We brought Judith's mother, Raquel Azcarraga Wolfe, from Texas to live with us. She had lived in Henderson, Texas, since she and Judith's father (Alfred Wolfe) were married in 1946. When Alfred needed regular kidney dialysis, they took an apartment in nearby Longview. Raquel was in great shape until shortly after he died in 1996, but by the time she was 89, she was in assisted living and miserable, so we invited her to live with us.

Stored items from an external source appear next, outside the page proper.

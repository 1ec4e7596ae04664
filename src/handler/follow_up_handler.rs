use axum::{
    extract::{Path, State},
    http::StatusCode,
    response::IntoResponse,
    Extension, Json,
};

use crate::dto::follow_up_dto::FollowUpRequest;
use crate::dto::{parse_object_id, ApiResponse};
use crate::handler::extract::ApiJson;
use crate::handler::inquiry_handler::InquiryState;
use crate::model::user::Actor;
use crate::util::error::HandlerError;

pub async fn add_follow_up_handler(
    State(service): State<InquiryState>,
    Extension(actor): Extension<Actor>,
    Path(id): Path<String>,
    ApiJson(payload): ApiJson<FollowUpRequest>,
) -> Result<impl IntoResponse, HandlerError> {
    let id = parse_object_id("id", &id)?;
    let updated = service.add_follow_up(&actor, id, payload).await?;
    Ok((StatusCode::CREATED, Json(ApiResponse::ok(updated))))
}

pub async fn update_follow_up_handler(
    State(service): State<InquiryState>,
    Extension(actor): Extension<Actor>,
    Path((id, follow_up_id)): Path<(String, String)>,
    ApiJson(payload): ApiJson<FollowUpRequest>,
) -> Result<impl IntoResponse, HandlerError> {
    let id = parse_object_id("id", &id)?;
    let follow_up_id = parse_object_id("followUpId", &follow_up_id)?;
    let updated = service.update_follow_up(&actor, id, follow_up_id, payload).await?;
    Ok(Json(ApiResponse::ok(updated)))
}

pub async fn delete_follow_up_handler(
    State(service): State<InquiryState>,
    Extension(actor): Extension<Actor>,
    Path((id, follow_up_id)): Path<(String, String)>,
) -> Result<impl IntoResponse, HandlerError> {
    let id = parse_object_id("id", &id)?;
    let follow_up_id = parse_object_id("followUpId", &follow_up_id)?;
    let updated = service.delete_follow_up(&actor, id, follow_up_id).await?;
    Ok(Json(ApiResponse::ok(updated)))
}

She rebounded emotionally, but was already suffering neurologically from TIAs (mini-strokes) and we arranged for full-time companions/sitters She didn't absolute need that attention, but neither she nor Judith wanted Juith to care for her; it was enough for both of them that they were simply close at hand. The sitting arrangement worked wonderfully for over two years. We managed to keep four sitter for all that time, and she was great friend with at least two of them. But, by coincidence (I believe), that arrangement started to fall appart just a couple of months before Raquel died.

Valdez, Alaska

Kauai

The Grand Canyon

Niagara-on-the-Lake

2003 In late April, I took Judith to the ER in a nearby community hospital for bad stomach cramps, and on the second day of trying to figure out why her intestines were blocked, they did a colonoscopy and discovered that colon cancer had caused a blockage in her transverse colon.. It was also event that the cancer that grown well into and perhaps through the intestinal wall. She was 49, and her first colonoscopy was already scheduled to be done in a few weeks.

The situation called for emergency surgery, so I plied my contacts at Cleveland Clinic to find the best surgeon for her. Meanwhile, Judith called the office of Albert Ratner, who was a president emeritis of Forest City Enterprises (and a member of the family that founded and led the company), to tell him that she would not be able to come to an upcoming meeting. Albert was in a meeting elsewhere, but his assistant insisted on putting Judith through to him. Well, he was sitting in the office of the Cleveland Clinics CEO, who immediately took charge and the best colorectal surgeon who was available and told him to be ready to operate on Judith as soon as she was transferred to the Clinic. Clearly, as was pretty much true throughout our lives together, her contacts trumped my contacts.

Her sugery kicked off an series of events that help to illustrate how amazing Judith was...
When she met the surgeon at about 6:30 p.m., he told her that he was missing his anniversary dinner. (I hope that his intent was to convey how serious the situation was, not to complain.) Judith said "Oh no! I don't want to interrupt your anniversary; besides, I don't want youto be distracted as you think about your wife. He told her not to worry, that this is what surgeons do, besides "You need this operation RIGHT NOW.".

For the next 9 years, without fail, Judith sent flowers to the surgeon's wife on their anniversary. (She also sent flowers and a fruit basket to her oncologist and his nurse each year.)

The operation revealed that the cancer had grown through her intenstine walls. The surgeon removed about a third of her large intestine, her uterous and ovaries, and as much of the nearby omentum as he could.(The ometum is a membrane that wraps around and among the organs below the diaphragm. , As soon as she recovered, they started six-week round of chemotherapy. Of course, it beat her down badly, but we were pleased to hear that blood tests and scans found no trace of cancer. Unfortunately, her doctors were clear in their view that some cancer tissue must be present in the omentum.

Still, we were thrilled, and decided to take a vacation in Maui to celebrate and help her recover.

In the previous fall, Judith had decided that she wanted to celebrate her 50th birthday in Colorado with friends from from Dallas, Minneapolis, and Cleveland (and even to pay the expenses of some). I thought that the idea was crazy - we'd never vacationed in Colorado, much less with friends, and I just didn't think that enough people would be able and willing to take a long weekend in Colorado for it to be worthwhile. But she insisted, so we arranged a weekend in Estes Park and invited about 40 people (mostly couple). 28 of them came to Estes Park for a wonderful weekend that showed our worried friends that she was doing well, and that did wonders for her.did her a whole came. It was a huge success.